**The task:**
Write out, exactly as they stand, the line containing "state.selected_layer_index = None;" and all subsequent lines up to and including the final line of the records.

▼

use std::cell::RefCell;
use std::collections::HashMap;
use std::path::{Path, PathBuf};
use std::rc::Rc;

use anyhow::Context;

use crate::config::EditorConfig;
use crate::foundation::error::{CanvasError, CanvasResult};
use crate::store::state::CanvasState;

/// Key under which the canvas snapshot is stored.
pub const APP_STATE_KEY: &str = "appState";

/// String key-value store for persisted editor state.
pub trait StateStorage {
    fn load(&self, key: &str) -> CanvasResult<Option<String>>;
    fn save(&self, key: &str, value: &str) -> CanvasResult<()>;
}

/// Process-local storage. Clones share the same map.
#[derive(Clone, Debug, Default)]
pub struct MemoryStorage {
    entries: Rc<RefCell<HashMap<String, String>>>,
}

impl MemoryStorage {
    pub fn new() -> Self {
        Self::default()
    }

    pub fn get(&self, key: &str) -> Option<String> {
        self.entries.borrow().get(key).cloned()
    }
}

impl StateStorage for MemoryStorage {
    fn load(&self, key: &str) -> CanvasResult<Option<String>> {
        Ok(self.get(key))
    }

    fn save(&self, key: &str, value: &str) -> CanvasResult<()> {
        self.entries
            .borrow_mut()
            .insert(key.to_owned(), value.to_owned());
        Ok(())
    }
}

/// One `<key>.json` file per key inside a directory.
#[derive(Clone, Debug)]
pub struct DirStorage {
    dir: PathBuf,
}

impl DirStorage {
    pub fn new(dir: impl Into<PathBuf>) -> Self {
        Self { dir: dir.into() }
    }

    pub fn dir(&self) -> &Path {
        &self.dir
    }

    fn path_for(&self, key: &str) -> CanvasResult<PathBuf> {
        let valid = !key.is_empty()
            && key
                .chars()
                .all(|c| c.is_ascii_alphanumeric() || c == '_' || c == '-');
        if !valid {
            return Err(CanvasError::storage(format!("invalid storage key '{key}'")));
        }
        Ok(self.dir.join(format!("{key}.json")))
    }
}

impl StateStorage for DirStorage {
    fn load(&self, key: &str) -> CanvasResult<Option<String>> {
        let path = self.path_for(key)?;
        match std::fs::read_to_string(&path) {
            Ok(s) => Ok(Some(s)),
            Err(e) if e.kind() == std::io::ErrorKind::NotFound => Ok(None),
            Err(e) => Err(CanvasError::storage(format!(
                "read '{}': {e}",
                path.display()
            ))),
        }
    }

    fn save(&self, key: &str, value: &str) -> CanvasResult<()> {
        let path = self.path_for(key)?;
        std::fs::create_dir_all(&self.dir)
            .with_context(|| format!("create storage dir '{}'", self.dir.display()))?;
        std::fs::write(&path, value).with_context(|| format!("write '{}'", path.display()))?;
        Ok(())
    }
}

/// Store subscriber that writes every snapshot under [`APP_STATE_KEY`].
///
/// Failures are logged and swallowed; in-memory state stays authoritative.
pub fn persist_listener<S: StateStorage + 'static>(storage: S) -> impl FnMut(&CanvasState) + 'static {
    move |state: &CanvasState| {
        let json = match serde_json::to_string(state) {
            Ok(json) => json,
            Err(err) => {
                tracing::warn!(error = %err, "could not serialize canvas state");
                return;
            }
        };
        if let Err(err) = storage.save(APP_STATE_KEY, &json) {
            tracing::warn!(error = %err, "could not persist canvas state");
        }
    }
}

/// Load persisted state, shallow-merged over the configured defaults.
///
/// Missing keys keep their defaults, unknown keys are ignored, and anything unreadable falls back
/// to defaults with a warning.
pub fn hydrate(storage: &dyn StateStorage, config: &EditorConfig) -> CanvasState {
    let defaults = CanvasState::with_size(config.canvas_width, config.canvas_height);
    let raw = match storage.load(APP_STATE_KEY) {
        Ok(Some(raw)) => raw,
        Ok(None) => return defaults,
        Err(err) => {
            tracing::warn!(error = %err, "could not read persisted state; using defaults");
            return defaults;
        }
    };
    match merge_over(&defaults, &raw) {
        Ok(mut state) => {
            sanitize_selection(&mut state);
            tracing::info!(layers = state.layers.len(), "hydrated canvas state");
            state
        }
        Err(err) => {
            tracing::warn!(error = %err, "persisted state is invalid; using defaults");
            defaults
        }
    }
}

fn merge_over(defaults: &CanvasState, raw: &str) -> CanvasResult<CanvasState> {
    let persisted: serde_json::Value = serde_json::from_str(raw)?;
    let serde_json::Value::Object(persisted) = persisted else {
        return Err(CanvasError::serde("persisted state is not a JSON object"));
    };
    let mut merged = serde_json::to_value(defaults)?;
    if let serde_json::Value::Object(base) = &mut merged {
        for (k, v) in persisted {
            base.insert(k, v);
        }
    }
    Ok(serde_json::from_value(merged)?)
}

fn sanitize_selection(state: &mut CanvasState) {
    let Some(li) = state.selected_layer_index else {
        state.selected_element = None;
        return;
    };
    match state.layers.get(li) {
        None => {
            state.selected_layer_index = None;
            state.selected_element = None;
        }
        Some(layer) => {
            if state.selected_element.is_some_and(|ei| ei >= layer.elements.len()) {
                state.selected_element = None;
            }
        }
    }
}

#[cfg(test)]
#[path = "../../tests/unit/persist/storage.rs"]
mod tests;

▲

**Answer for this exercise:**
            state.selected_layer_index = None;
            state.selected_element = None;
        }
        Some(layer) => {
            if state.selected_element.is_some_and(|ei| ei >= layer.elements.len()) {
                state.selected_element = None;
            }
        }
    }
}

#[cfg(test)]
#[path = "../../tests/unit/persist/storage.rs"]
mod tests;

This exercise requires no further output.